● **EXERCISE PROMPT**
Below are records; write all of them out exactly.

Stored data:
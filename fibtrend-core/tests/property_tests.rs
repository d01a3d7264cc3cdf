//! Property tests for engine invariants.
//!
//! Uses proptest to verify, over random candle walks and parameter sets:
//! 1. Alignment: every output series has one entry per candle
//! 2. ADX bounds: within [0, 100] past warm-up, never undefined there
//! 3. Swing flags: never both set, never within the edge windows
//! 4. Signal shape: targets ordered away from entry, stop on the other side
//! 5. Determinism: identical inputs give identical output

use proptest::prelude::*;
use fibtrend_core::domain::Candle;
use fibtrend_core::fingerprint::analysis_hash;
use fibtrend_core::{analyze, EngineConfig, IndicatorParams, TradeTargets};

// ── Strategies (proptest) ────────────────────────────────────────────

/// Random walk of candles: each step moves the close by up to ±3%, and each
/// candle gets its own wick sizes.
fn arb_candles(max_len: usize) -> impl Strategy<Value = Vec<Candle>> {
    prop::collection::vec((-0.03..0.03_f64, 0.0..0.02_f64, 0.0..0.02_f64), 0..max_len).prop_map(
        |steps| {
            let mut close = 100.0;
            steps
                .into_iter()
                .enumerate()
                .map(|(i, (change, up_wick, down_wick))| {
                    let open = close;
                    close = (close * (1.0 + change) * 100.0).round() / 100.0;
                    let high = open.max(close) * (1.0 + up_wick);
                    let low = open.min(close) * (1.0 - down_wick);
                    Candle::new(
                        1_704_067_200_000 + i as i64 * 60_000,
                        open,
                        high,
                        low,
                        close,
                        1_000.0,
                    )
                })
                .collect()
        },
    )
}

fn arb_params() -> impl Strategy<Value = IndicatorParams> {
    (
        1usize..30,
        1.0..60.0_f64,
        2usize..30,
        1usize..10,
        1usize..10,
        1usize..6,
        1usize..6,
        0.0..0.5_f64,
        0.5..1.0_f64,
    )
        .prop_map(
            |(
                adx_period,
                adx_threshold,
                slope_window,
                slope_smooth,
                gog_span,
                swing_left,
                swing_right,
                fibo_retr_low,
                fibo_retr_high,
            )| IndicatorParams {
                adx_period,
                adx_threshold,
                slope_window,
                slope_smooth,
                gog_span,
                swing_left,
                swing_right,
                fibo_retr_low,
                fibo_retr_high,
            },
        )
}

fn arb_targets() -> impl Strategy<Value = TradeTargets> {
    (0.1..2.0_f64, 0.1..2.0_f64, 0.1..2.0_f64, 0.01..0.5_f64).prop_map(|(a, b, c, stop_buffer)| {
        TradeTargets {
            tp_multipliers: [a, a + b, a + b + c],
            stop_buffer,
        }
    })
}

fn arb_config() -> impl Strategy<Value = EngineConfig> {
    (arb_params(), arb_targets()).prop_map(|(p, t)| EngineConfig::new(p, t))
}

// ── 1 & 2. Alignment and ADX bounds ──────────────────────────────────

proptest! {
    #[test]
    fn output_is_aligned(candles in arb_candles(120), config in arb_config()) {
        let analysis = analyze(&candles, &config).unwrap();
        prop_assert_eq!(analysis.len(), candles.len());
        prop_assert_eq!(analysis.zones.len(), candles.len());
        for (annotated, candle) in analysis.candles.iter().zip(&candles) {
            prop_assert_eq!(&annotated.candle, candle);
        }
    }

    #[test]
    fn adx_is_bounded_past_warmup(candles in arb_candles(150), config in arb_config()) {
        let analysis = analyze(&candles, &config).unwrap();
        let period = config.indicators.adx_period;
        for (i, c) in analysis.candles.iter().enumerate() {
            match c.indicators.adx {
                Some(adx) => {
                    prop_assert!(i >= period, "adx defined at {} with period {}", i, period);
                    prop_assert!((0.0..=100.0).contains(&adx), "adx {} at {}", adx, i);
                }
                None => prop_assert!(i < period, "adx undefined at {} past warm-up", i),
            }
        }
    }
}

// ── 3. Swing flags ───────────────────────────────────────────────────

proptest! {
    #[test]
    fn swing_flags_are_exclusive_and_clear_of_edges(
        candles in arb_candles(120),
        config in arb_config(),
    ) {
        let analysis = analyze(&candles, &config).unwrap();
        let n = analysis.len();
        let left = config.indicators.swing_left;
        let right = config.indicators.swing_right;
        for (i, c) in analysis.candles.iter().enumerate() {
            prop_assert!(!(c.is_swing_high && c.is_swing_low));
            if i < left || i + right >= n {
                prop_assert!(!c.is_swing_high && !c.is_swing_low, "edge swing at {}", i);
            }
        }
    }

    #[test]
    fn zones_only_use_confirmed_swings(candles in arb_candles(120), config in arb_config()) {
        let analysis = analyze(&candles, &config).unwrap();
        let right = config.indicators.swing_right;
        for (i, zone) in analysis.zones.iter().enumerate() {
            if let Some(zone) = zone {
                prop_assert!(zone.swing_high.index + right <= i);
                prop_assert!(zone.swing_low.index + right <= i);
                prop_assert!(zone.range() > 0.0);
            }
        }
    }
}

// ── 4. Signal shape ──────────────────────────────────────────────────

proptest! {
    #[test]
    fn signals_are_well_formed(candles in arb_candles(200), config in arb_config()) {
        let analysis = analyze(&candles, &config).unwrap();
        let mut previous = None;
        for signal in &analysis.signals {
            prop_assert!(signal.is_well_formed(), "{:?}", signal);
            // at most one signal per candle, in candle order
            if let Some(prev) = previous {
                prop_assert!(signal.timestamp > prev);
            }
            previous = Some(signal.timestamp);

            let i = analysis.index_of(signal.timestamp).unwrap();
            prop_assert!(i >= analysis.warmup);
            prop_assert_eq!(signal.price, candles[i].close);
        }
    }
}

// ── 5. Determinism ───────────────────────────────────────────────────

proptest! {
    #[test]
    fn analysis_is_deterministic(candles in arb_candles(120), config in arb_config()) {
        let a = analyze(&candles, &config).unwrap();
        let b = analyze(&candles, &config).unwrap();
        prop_assert_eq!(analysis_hash(&a), analysis_hash(&b));
        prop_assert_eq!(a, b);
    }

    #[test]
    fn inverted_retracements_are_rejected(
        candles in arb_candles(40),
        low in 0.0..1.0_f64,
        gap in 0.0..0.5_f64,
    ) {
        let mut config = EngineConfig::default();
        config.indicators.fibo_retr_high = low;
        config.indicators.fibo_retr_low = (low + gap).min(1.0);
        prop_assert!(analyze(&candles, &config).is_err());
    }
}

● **RESPONSE TO THE TASK**
filename fibtrend-core/tests/property_tests.rs
repository d01a3d7264cc3cdf
//! Property tests for engine invariants.
//!
//! Uses proptest to verify, over random candle walks and parameter sets:
//! 1. Alignment: every output series has one entry per candle
//! 2. ADX bounds: within [0, 100] past warm-up, never undefined there
//! 3. Swing flags: never both set, never within the edge windows
//! 4. Signal shape: targets ordered away from entry, stop on the other side
//! 5. Determinism: identical inputs give identical output

use proptest::prelude::*;
use fibtrend_core::domain::Candle;
use fibtrend_core::fingerprint::analysis_hash;
use fibtrend_core::{analyze, EngineConfig, IndicatorParams, TradeTargets};

// ── Strategies (proptest) ────────────────────────────────────────────

/// Random walk of candles: each step moves the close by up to ±3%, and each
/// candle gets its own wick sizes.
fn arb_candles(max_len: usize) -> impl Strategy<Value = Vec<Candle>> {
    prop::collection::vec((-0.03..0.03_f64, 0.0..0.02_f64, 0.0..0.02_f64), 0..max_len).prop_map(
        |steps| {
            let mut close = 100.0;
            steps
                .into_iter()
                .enumerate()
                .map(|(i, (change, up_wick, down_wick))| {
                    let open = close;
                    close = (close * (1.0 + change) * 100.0).round() / 100.0;
                    let high = open.max(close) * (1.0 + up_wick);
                    let low = open.min(close) * (1.0 - down_wick);
                    Candle::new(
                        1_704_067_200_000 + i as i64 * 60_000,
                        open,
                        high,
                        low,
                        close,
                        1_000.0,
                    )
                })
                .collect()
        },
    )
}

fn arb_params() -> impl Strategy<Value = IndicatorParams> {
    (
        1usize..30,
        1.0..60.0_f64,
        2usize..30,
        1usize..10,
        1usize..10,
        1usize..6,
        1usize..6,
        0.0..0.5_f64,
        0.5..1.0_f64,
    )
        .prop_map(
            |(
                adx_period,
                adx_threshold,
                slope_window,
                slope_smooth,
                gog_span,
                swing_left,
                swing_right,
                fibo_retr_low,
                fibo_retr_high,
            )| IndicatorParams {
                adx_period,
                adx_threshold,
                slope_window,
                slope_smooth,
                gog_span,
                swing_left,
                swing_right,
                fibo_retr_low,
                fibo_retr_high,
            },
        )
}

fn arb_targets() -> impl Strategy<Value = TradeTargets> {
    (0.1..2.0_f64, 0.1..2.0_f64, 0.1..2.0_f64, 0.01..0.5_f64).prop_map(|(a, b, c, stop_buffer)| {
        TradeTargets {
            tp_multipliers: [a, a + b, a + b + c],
            stop_buffer,
        }
    })
}

fn arb_config() -> impl Strategy<Value = EngineConfig> {
    (arb_params(), arb_targets()).prop_map(|(p, t)| EngineConfig::new(p, t))
}

// ── 1 & 2. Alignment and ADX bounds ──────────────────────────────────

proptest! {
    #[test]
    fn output_is_aligned(candles in arb_candles(120), config in arb_config()) {
        let analysis = analyze(&candles, &config).unwrap();
        prop_assert_eq!(analysis.len(), candles.len());
        prop_assert_eq!(analysis.zones.len(), candles.len());
        for (annotated, candle) in analysis.candles.iter().zip(&candles) {
            prop_assert_eq!(&annotated.candle, candle);
        }
    }

    #[test]
    fn adx_is_bounded_past_warmup(candles in arb_candles(150), config in arb_config()) {
        let analysis = analyze(&candles, &config).unwrap();
        let period = config.indicators.adx_period;
        for (i, c) in analysis.candles.iter().enumerate() {
            match c.indicators.adx {
                Some(adx) => {
                    prop_assert!(i >= period, "adx defined at {} with period {}", i, period);
                    prop_assert!((0.0..=100.0).contains(&adx), "adx {} at {}", adx, i);
                }
                None => prop_assert!(i < period, "adx undefined at {} past warm-up", i),
            }
        }
    }
}

// ── 3. Swing flags ───────────────────────────────────────────────────

proptest! {
    #[test]
    fn swing_flags_are_exclusive_and_clear_of_edges(
        candles in arb_candles(120),
        config in arb_config(),
    ) {
        let analysis = analyze(&candles, &config).unwrap();
        let n = analysis.len();
        let left = config.indicators.swing_left;
        let right = config.indicators.swing_right;
        for (i, c) in analysis.candles.iter().enumerate() {
            prop_assert!(!(c.is_swing_high && c.is_swing_low));
            if i < left || i + right >= n {
                prop_assert!(!c.is_swing_high && !c.is_swing_low, "edge swing at {}", i);
            }
        }
    }

    #[test]
    fn zones_only_use_confirmed_swings(candles in arb_candles(120), config in arb_config()) {
        let analysis = analyze(&candles, &config).unwrap();
        let right = config.indicators.swing_right;
        for (i, zone) in analysis.zones.iter().enumerate() {
            if let Some(zone) = zone {
                prop_assert!(zone.swing_high.index + right <= i);
                prop_assert!(zone.swing_low.index + right <= i);
                prop_assert!(zone.range() > 0.0);
            }
        }
    }
}

// ── 4. Signal shape ──────────────────────────────────────────────────

proptest! {
    #[test]
    fn signals_are_well_formed(candles in arb_candles(200), config in arb_config()) {
        let analysis = analyze(&candles, &config).unwrap();
        let mut previous = None;
        for signal in &analysis.signals {
            prop_assert!(signal.is_well_formed(), "{:?}", signal);
            // at most one signal per candle, in candle order
            if let Some(prev) = previous {
                prop_assert!(signal.timestamp > prev);
            }
            previous = Some(signal.timestamp);

            let i = analysis.index_of(signal.timestamp).unwrap();
            prop_assert!(i >= analysis.warmup);
            prop_assert_eq!(signal.price, candles[i].close);
        }
    }
}

// ── 5. Determinism ───────────────────────────────────────────────────

proptest! {
    #[test]
    fn analysis_is_deterministic(candles in arb_candles(120), config in arb_config()) {
        let a = analyze(&candles, &config).unwrap();
        let b = analyze(&candles, &config).unwrap();
        prop_assert_eq!(analysis_hash(&a), analysis_hash(&b));
        prop_assert_eq!(a, b);
    }

    #[test]
    fn inverted_retracements_are_rejected(
        candles in arb_candles(40),
        low in 0.0..1.0_f64,
        gap in 0.0..0.5_f64,
    ) {
        let mut config = EngineConfig::default();
        config.indicators.fibo_retr_high = low;
        config.indicators.fibo_retr_low = (low + gap).min(1.0);
        prop_assert!(analyze(&candles, &config).is_err());
    }
}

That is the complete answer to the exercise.